For concrete stairs:
• form of stair and individual treads and risers may vary as desired
• cantilevered designs are possible
• extensive form work and weight of construction is an important considerations
• pre-cast stair elements are available
• used where fire proof construction is required
• the width, rise, going, headroom and the arrangement of the flights of steps all are same as in timber stairs
Simple reinforced concrete steps with suitable form work arrangement is based on the following basic requirements:
• concrete mix usually M15 (1:2:4) / 20mm aggregate
• minimum “cover” to reinforcement 15mm or bar diameter or greater value for 1 hour fire resistance
• waist slab thickness – 100 – 250mm (depending on stair type)
• mild steel or torsteel reinforcement used
• continuous handrail of 840 – 915mm height above pitch line required on both sides of stair required if stair width is greater than 1060mm
Advantages of concrete stairs:
• have requisite fire resisting qualities
• durable, strong and pleasing in appearance
• can be designed for greater widths and spans
• easily cleaned
• maintenance almost nil
• favorable choice in framed structures
Cast in-situ concrete stairs
Single straight flight stairs
• flight behaves as simply supported slabs spanning from landing to landing
• effective span or total horizontal going is taken from landing edge beam to next landing edge beam
• no landing edge beam increases overall span
Inclined stair with half space landing
• reduction in effective span / economic reinforcement
• landings span onto load bearing walls or beams
• flights span from landing to landing
• the point of intersection of the soffits to the flights are detailed as:
✓ intersection or change in one line
✓ gives better underside visual appearance
✓ riser lines of first and last steps in consecutive flights are offset in plan
✓ intersection or change in out of line
✓ riser lines of first and last steps in consecutive flights are in line in plan
• as per reinforcement pattern, tension laps are required at top and bottom of each flight
String beam stair
• alternative to inclined stair with half space landing
• string or edge beam spans from landing to landing resulting in:
✓ thinner waist slab dimension
✓ overall saving in concrete volume
✓ but extra form work required
• string beams can be either up stand or down stand / can be on both sides in free standing stair
Cranked slab stair
• used as very special feature since half space landing has no support and designed as cantilever slabs
• higher amount of reinforcement may create problem in placing and compacting of concrete
• also called continuous stair or scissor stair or jack knife stair
Cantilever stair
• also called spine wall stair
• has a vertical wall from which the flights and half space landings cantilevered
• reinforcement is placed at top of flight and upper surface of landing (to counteract induced negative Bending Moment)
• spine wall provides some fire resistance between flights and used as external / fire escape stair
• plan arrangement can be both single straight flight and two equal flights with an intermediate half space landing
Spiral stair
• used in foyers of prestigious buildings
• expensive to construct (seven times the cost of normal stair)

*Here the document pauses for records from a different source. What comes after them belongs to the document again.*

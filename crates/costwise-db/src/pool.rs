//! # Database Pool Management
//!
//! ## Startup
//! ```text
//! ┌─────────────────────────────────────────────────────────────────────────┐
//! │  DbConfig::new(path)          DbConfig::in_memory()                    │
//! │        │                             │  single connection, no reaping   │
//! │        └──────────────┬──────────────┘                                  │
//! │                       ▼                                                 │
//! │  Database::new(config).await                                           │
//! │        ├── open / create file (WAL, synchronous=NORMAL, foreign keys)  │
//! │        ├── build SqlitePool                                            │
//! │        └── run embedded migrations (unless disabled)                   │
//! │                       │                                                 │
//! │                       ▼                                                 │
//! │  db.items()  db.bom()  db.operating_costs()  db.categories() ...       │
//! └─────────────────────────────────────────────────────────────────────────┘
//! ```
//!
//! Foreign keys are switched on for every connection; the BOM cascade
//! depends on it.

use sqlx::sqlite::{SqliteConnectOptions, SqliteJournalMode, SqlitePoolOptions, SqliteSynchronous};
use sqlx::SqlitePool;
use std::path::{Path, PathBuf};
use std::str::FromStr;
use std::time::Duration;
use tracing::{debug, info};

use crate::error::{DbError, DbResult};
use crate::migrations;
use crate::repository::bom::BomRepository;
use crate::repository::item::ItemRepository;
use crate::repository::lookup::{CategoryRepository, CompanyRepository};
use crate::repository::operating_cost::OperatingCostRepository;

const IN_MEMORY_PATH: &str = ":memory:";

// =============================================================================
// Configuration
// =============================================================================

/// Database configuration.
///
/// ## Example
/// ```rust
/// use costwise_db::DbConfig;
///
/// let config = DbConfig::new("/tmp/costwise.db").max_connections(2);
/// assert_eq!(config.max_connections, 2);
/// assert!(!config.is_in_memory());
/// ```
#[derive(Debug, Clone)]
pub struct DbConfig {
    /// SQLite file, created on first use.
    pub database_path: PathBuf,

    /// Default: 4. A single CLI invocation rarely needs more than one.
    pub max_connections: u32,

    pub min_connections: u32,

    /// Default: 30 seconds.
    pub connect_timeout: Duration,

    /// `None` keeps idle connections forever (required for `:memory:`).
    pub idle_timeout: Option<Duration>,

    /// Default: true.
    pub run_migrations: bool,
}

impl DbConfig {
    pub fn new(path: impl Into<PathBuf>) -> Self {
        DbConfig {
            database_path: path.into(),
            max_connections: 4,
            min_connections: 1,
            connect_timeout: Duration::from_secs(30),
            idle_timeout: Some(Duration::from_secs(600)),
            run_migrations: true,
        }
    }

    pub fn max_connections(mut self, max: u32) -> Self {
        self.max_connections = max;
        self
    }

    pub fn min_connections(mut self, min: u32) -> Self {
        self.min_connections = min;
        self
    }

    pub fn connect_timeout(mut self, timeout: Duration) -> Self {
        self.connect_timeout = timeout;
        self
    }

    pub fn run_migrations(mut self, run: bool) -> Self {
        self.run_migrations = run;
        self
    }

    /// Private in-memory database for tests.
    ///
    /// Every connection to `:memory:` sees its own empty database, so the
    /// pool is pinned to exactly one connection that is never reaped.
    pub fn in_memory() -> Self {
        DbConfig {
            database_path: PathBuf::from(IN_MEMORY_PATH),
            max_connections: 1,
            min_connections: 1,
            connect_timeout: Duration::from_secs(5),
            idle_timeout: None,
            run_migrations: true,
        }
    }

    pub fn is_in_memory(&self) -> bool {
        self.database_path == Path::new(IN_MEMORY_PATH)
    }

    fn connect_options(&self) -> DbResult<SqliteConnectOptions> {
        let url = if self.is_in_memory() {
            "sqlite::memory:".to_string()
        } else {
            format!("sqlite://{}?mode=rwc", self.database_path.display())
        };

        let options = SqliteConnectOptions::from_str(&url)
            .map_err(|e| DbError::ConnectionFailed(e.to_string()))?
            .foreign_keys(true);

        if self.is_in_memory() {
            return Ok(options);
        }

        Ok(options
            .journal_mode(SqliteJournalMode::Wal)
            .synchronous(SqliteSynchronous::Normal)
            .create_if_missing(true))
    }
}

// =============================================================================
// Database
// =============================================================================

/// Database handle. Cloning is cheap and shares the pool.
///
/// ```rust,ignore
/// let db = Database::new(DbConfig::new("costwise.db")).await?;
/// let products = db.items().list(Some(ItemKind::Product)).await?;
/// ```
#[derive(Debug, Clone)]
pub struct Database {
    pool: SqlitePool,
}

impl Database {
    /// Opens the pool and, unless disabled, migrates the schema.
    pub async fn new(config: DbConfig) -> DbResult<Self> {
        info!(
            path = %config.database_path.display(),
            "Initializing database connection"
        );

        let connect_options = config.connect_options()?;
        debug!(in_memory = config.is_in_memory(), "Connection options configured");

        let mut pool_options = SqlitePoolOptions::new()
            .max_connections(config.max_connections)
            .min_connections(config.min_connections)
            .acquire_timeout(config.connect_timeout)
            .idle_timeout(config.idle_timeout);

        if config.is_in_memory() {
            pool_options = pool_options.max_lifetime(None);
        }

        let pool = pool_options
            .connect_with(connect_options)
            .await
            .map_err(|e| DbError::ConnectionFailed(e.to_string()))?;

        info!(
            max_connections = config.max_connections,
            "Database pool created"
        );

        let db = Database { pool };

        if config.run_migrations {
            db.run_migrations().await?;
        }

        Ok(db)
    }

    pub async fn run_migrations(&self) -> DbResult<()> {
        migrations::run_migrations(&self.pool).await
    }

    /// Raw pool access for statements no repository covers.
    pub fn pool(&self) -> &SqlitePool {
        &self.pool
    }

    pub fn items(&self) -> ItemRepository {
        ItemRepository::new(self.pool.clone())
    }

    pub fn bom(&self) -> BomRepository {
        BomRepository::new(self.pool.clone())
    }

    pub fn operating_costs(&self) -> OperatingCostRepository {
        OperatingCostRepository::new(self.pool.clone())
    }

    pub fn categories(&self) -> CategoryRepository {
        CategoryRepository::new(self.pool.clone())
    }

    pub fn companies(&self) -> CompanyRepository {
        CompanyRepository::new(self.pool.clone())
    }

    /// Closes the pool. Repository calls fail afterwards.
    pub async fn close(&self) {
        info!("Closing database connection pool");
        self.pool.close().await;
    }

    /// True when the database answers a trivial query.
    pub async fn health_check(&self) -> bool {
        sqlx::query("SELECT 1").execute(&self.pool).await.is_ok()
    }
}

// =============================================================================
// Unit Tests
// =============================================================================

• formed around a central large diameter circular column like the cantilevered stair
• possible to design open spiral stair with elliptical core
• reinforcement placed to both faces of slab in the form of radial bars bent as per slab curve, distribution bars across the width of flight (as usual)
Pre-cast concrete stairs
These have following advantages:
• better quality control of finished product
• saving in site space (no space required for formwork storage or fabrication)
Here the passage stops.